The India e-Tourist visa and the Transit Airport Troubles

The online check-in had already presented me with issues it shouldn’t have: it tried to force me to enter details of our German visa – we don’t need one – and I couldn’t get past that part of the process. Except, if you cancel the check-in process and start again it start’s from where you left off and forgets about the mistaken need for a German visa, until the next passenger and then you have to repeat the quit/start-again process.

I thought this would be the only visa problem, I was wrong.

At Heathrow check-in they thoroughly checked our visas for India, no problem, everything’s fine. We went through security with a bit of an issue, but after that it’s plain sailing we thought.

We had two hours in in Munich airport before our transfer to the Mumbai bound flight left, plenty of time as our baggage was handled automatically.

The Lufthansa announcer at the gate informed us we all needed our boarding passes stamped before we’d be allowed to travel. No problem, everything’s correct and in order, this will be easy.

“This is not a visa, this is only the application form.”
“It’s not, it’s what you get sent when the application is granted, that’s why it’s got the barcode and our attached passport photo. It’s a new visa style, for short term tourists, have you seen them before?”
“No, you must have a stamped visa in your passport, you cannot fly to Mumbai”.
Arrrrgggghhhhhhh.
We had to talk to another officer who suggested looking for emails on my phone, which wasn’t working, the airport WiFi was dead and although I knew I should be able to use data on my contract in the Euro it just wasn’t working. Turns out I hadn’t switched ‘data roaming’ on!

Eventually I got emails stating the visas had been granted.

And this was enough to get us through.

So, the key lesson is: if you’re travelling on a new style visa it’s probably likely airport staff in places won’t know about it so take every last little bit of information you have. An untrained, or rather unaware, member of transit airport staff almost stopped us getting to India, she had the final say and we in the end were lucky.

A visa-bly much better experience: India’s e-visa application process

Today, I’ve been mainly editing photos, scanning pages of passports and applying for our tourist visas.

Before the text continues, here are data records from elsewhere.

#[cfg(test)]
mod http_tests {
    use std::sync::Arc;

    use axum::{
        Router,
        body::Body,
        http::{Request, StatusCode},
    };
    use http_body_util::BodyExt;
    use serde_json::{Value, json};
    use tower::ServiceExt;

    use super::fixtures::test_clock;
    use kernel::error::conversions::STORE_UNAVAILABLE_MESSAGE;

    use super::UnavailableRepository;
    use crate::application::AuthConfig;
    use crate::infra::memory::{InMemoryAccountRepository, RecordingNotifier};
    use crate::presentation::handlers::RESEND_MESSAGE;
    use crate::presentation::router::auth_router_generic;

    fn app(config: AuthConfig) -> (Router, RecordingNotifier) {
        let notifier = RecordingNotifier::new();
        let router = auth_router_generic(
            InMemoryAccountRepository::new(),
            notifier.clone(),
            config,
            Arc::new(test_clock()),
        );
        (router, notifier)
    }

    async fn send(app: &Router, method: &str, uri: &str, body: Option<Value>) -> (StatusCode, Value) {
        let builder = Request::builder().method(method).uri(uri);
        let request = match body {
            Some(json) => builder
                .header("content-type", "application/json")
                .body(Body::from(json.to_string()))
                .unwrap(),
            None => builder.body(Body::empty()).unwrap(),
        };

        let response = app.clone().oneshot(request).await.unwrap();
        let status = response.status();
        let bytes = response.into_body().collect().await.unwrap().to_bytes();
        let json = if bytes.is_empty() {
            Value::Null
        } else {
            serde_json::from_slice(&bytes).unwrap()
        };
        (status, json)
    }

    fn alice() -> Value {
        json!({
            "name": "Alice",
            "email": "alice@example.com",
            "password": "password123",
            "role": "student"
        })
    }

    #[tokio::test]
    async fn test_register_login_verify_login() {
        let (app, notifier) = app(AuthConfig::default());

        let (status, body) = send(&app, "POST", "/register", Some(alice())).await;
        assert_eq!(status, StatusCode::CREATED);
        assert_eq!(body["verificationEmailSent"], true);
        assert_eq!(body["user"]["isVerified"], false);
        assert_eq!(body["user"]["role"], "student");
        assert!(body["user"].get("passwordHash").is_none());

        let login = json!({"email": "alice@example.com", "password": "password123"});
        let (status, body) = send(&app, "POST", "/login", Some(login.clone())).await;
        assert_eq!(status, StatusCode::UNAUTHORIZED);
        assert_eq!(body["needsVerification"], true);

        let token = notifier.last_token_for("alice@example.com").unwrap();
        let uri = format!("/verify-email?token={}", token.as_str());
        let (status, body) = send(&app, "GET", &uri, None).await;
        assert_eq!(status, StatusCode::OK);
        assert_eq!(body["message"], "Email verified successfully");

        let (status, body) = send(&app, "GET", &uri, None).await;
        assert_eq!(status, StatusCode::OK);
        assert_eq!(body["message"], "Email already verified");

        let (status, body) = send(&app, "POST", "/login", Some(login)).await;
        assert_eq!(status, StatusCode::OK);
        assert_eq!(body["user"]["isVerified"], true);
        assert_eq!(body["user"]["email"], "alice@example.com");
    }

    #[tokio::test]
    async fn test_duplicate_registration_conflicts() {
        let (app, _) = app(AuthConfig::default());
        send(&app, "POST", "/register", Some(alice())).await;

        let (status, body) = send(&app, "POST", "/register", Some(alice())).await;
        assert_eq!(status, StatusCode::CONFLICT);
        assert_eq!(body["error"], "User already exists");
    }

    #[tokio::test]
    async fn test_missing_fields_are_bad_requests() {
        let (app, _) = app(AuthConfig::default());

        let (status, body) = send(&app, "POST", "/register", Some(json!({"email": "a@b.co"}))).await;
        assert_eq!(status, StatusCode::BAD_REQUEST);
        assert_eq!(body["error"], "Name, email, and password are required");

        let (status, _) = send(&app, "POST", "/login", Some(json!({}))).await;
        assert_eq!(status, StatusCode::BAD_REQUEST);

        let (status, body) = send(&app, "GET", "/verify-email", None).await;
        assert_eq!(status, StatusCode::BAD_REQUEST);
        assert_eq!(body["error"], "Verification token is required");
    }

    #[tokio::test]
    async fn test_unknown_login_is_uniform() {
        let (app, _) = app(AuthConfig::default());
        send(&app, "POST", "/register", Some(alice())).await;

        let unknown = json!({"email": "ghost@example.com", "password": "password123"});
        let (status, unknown_body) = send(&app, "POST", "/login", Some(unknown)).await;
        let wrong = json!({"email": "alice@example.com", "password": "wrong-password"});
        let (wrong_status, wrong_body) = send(&app, "POST", "/login", Some(wrong)).await;

        assert_eq!(status, StatusCode::UNAUTHORIZED);
        assert_eq!(wrong_status, StatusCode::UNAUTHORIZED);
        assert_eq!(unknown_body["error"], wrong_body["error"]);
    }

    #[tokio::test]
    async fn test_invalid_token_suggests_new_email() {
        let (app, _) = app(AuthConfig::default());
        let (status, body) = send(&app, "GET", "/verify-email?token=nope-nope-nope", None).await;
        assert_eq!(status, StatusCode::BAD_REQUEST);
        assert_eq!(body["action"], "Request a new verification email");
    }

    #[tokio::test]
    async fn test_resend_answer_is_uniform() {
        let (app, notifier) = app(AuthConfig::default());
        send(&app, "POST", "/register", Some(alice())).await;
        let before = notifier.sent().len();

        let (status, body) = send(
            &app,
            "POST",
            "/resend-verification",
            Some(json!({"email": "ghost@example.com"})),
        )
        .await;
        assert_eq!(status, StatusCode::OK);
        assert_eq!(body["message"], RESEND_MESSAGE);
        assert_eq!(notifier.sent().len(), before);

        let (status, body) = send(
            &app,
            "POST",
            "/resend-verification",
            Some(json!({"email": "alice@example.com"})),
        )
        .await;
        assert_eq!(status, StatusCode::OK);
        assert_eq!(body["message"], RESEND_MESSAGE);
        assert_eq!(notifier.sent().len(), before + 1);
    }

    #[tokio::test]
    async fn test_dev_endpoints_hidden_by_default() {
        let (app, _) = app(AuthConfig::default());
        let (status, _) = send(&app, "POST", "/force-verify", Some(json!({}))).await;
        assert_eq!(status, StatusCode::NOT_FOUND);
        let (status, _) = send(&app, "POST", "/debug-token", Some(json!({}))).await;
        assert_eq!(status, StatusCode::NOT_FOUND);
    }

    #[tokio::test]
    async fn test_dev_endpoints_when_enabled() {
        let (app, notifier) = app(AuthConfig::development());
        send(&app, "POST", "/register", Some(alice())).await;
        let token = notifier.last_token_for("alice@example.com").unwrap();

        let (status, body) = send(
            &app,
            "POST",
            "/debug-token",
            Some(json!({"token": token.as_str()})),
        )
        .await;
        assert_eq!(status, StatusCode::OK);
        assert_eq!(body["exactMatchCount"], 1);
        assert_eq!(body["potentialMatches"][0]["maskedEmail"], "ali***@example.com");

        let (status, _) = send(
            &app,
            "POST",
            "/force-verify",
            Some(json!({"email": "alice@example.com", "password": "password123"})),
        )
        .await;
        assert_eq!(status, StatusCode::OK);

        let login = json!({"email": "alice@example.com", "password": "password123"});
        let (status, _) = send(&app, "POST", "/login", Some(login)).await;
        assert_eq!(status, StatusCode::OK);
    }

    #[tokio::test]
    async fn test_store_outage_is_503_without_retry() {
        let repo = UnavailableRepository::default();
        let app = auth_router_generic(
            repo.clone(),
            RecordingNotifier::new(),
            AuthConfig::default(),
            Arc::new(test_clock()),
        );

        let login = json!({"email": "alice@example.com", "password": "password123"});
        let (status, body) = send(&app, "POST", "/login", Some(login)).await;
        assert_eq!(status, StatusCode::SERVICE_UNAVAILABLE);
        assert_eq!(body["error"], STORE_UNAVAILABLE_MESSAGE);
        assert!(body.get("user").is_none());
        assert_eq!(repo.calls(), 1);

        let (status, _) = send(&app, "POST", "/register", Some(alice())).await;
        assert_eq!(status, StatusCode::SERVICE_UNAVAILABLE);
        assert_eq!(repo.calls(), 2);
    }
}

It was a lot easier easier than the last times I’ve done it.

Back in the day

In 2009 it was possible to do most of the application process online but you still had to send your passport off, or visit the office in Victoria and pay for the passports to be sent back, or collect them yourself days later.
You were applying for a minimum of a three month visa and as soon as your visa was granted it started running out.
So there you were, you’d spent a year saving up, planning the trip of a lifetime, booking flights and hotels and then had to wait until six weeks before you went to apply for your visa. If there was any trouble getting it granted because of missing photos/documents you’d be panicking.
We got our visas of course, we’re tourists, not anyone to cause any worry to the High Commission.
Move on two years to 2011 and I’d grown a little panicky from horror tales I’d read on the web, the High Commission were allegedly scrutinising everything and visas were getting denied first time through. I decided to take a lovely day trip to London with Amy get our applications processed and accepted in front of our eyes, meaning we only had to wait for the post to come a few weeks later.

How times change

My work friend Narinder travelled to India last year and told me about the new e-visa which she used. A simple process she said, much easier than before. I trusted her but thought to myself that the system would still probably be a pain in the arse.
How wrong was I?!
It really seems simple now – fingers crossed though, the visas haven’t been granted yet! – after filling in a few pages of an application form online you upload a photo and a scan of your passport’s page with your photo on. Pay the free and you’re done.

Why is this so much better

Three things make this process so much better than before:
– Well simply that you can apply up to 120 days in advance and the visa doesn’t start counting down until you enter India. That’s a lot better than before.
– You don’t need to send your passport off, so no worrying it getting lost in the post.
– It’s all totally online.

All you need is….

First go to the visa application page https://indianvisaonline.gov.in/evisa/tvoa.html and take a read.
Scan the page of your passport shows your photo. Save that to a PDF, noting the sizes mentioned on the help page on the visa site.
Scan a photo of your head and shoulders against a plain background, no shadows must be present. Read the rules etc..
Start the application process, fill in name, passport details.
Then details about any previous visas, where you’re going now, where you’ve been before, that sort of thing.
You’re asked for the name of a reference in India which will be tricky for most but just enter your first hotel’s details if you don’t have anyone you know in India.
Give the name, address and phone number of a reference in the UK.
Upload your photo (JPG) and passport page (PDF).
Pay your money.
And relax.

And wait for confirmation that everything is okay.
*crosses fingers*

***UPDATE***
Visa has been granted.
It took just 13 hours since I submitted my application.
Wow.
The best thing is that everything’s done, nothing to wait for in the post, just print off the form and attach a photo, then make sure I arrive in India between June 15th and October 17th.

***UPDATE 2**
Within 24 hours all three visas had been approved.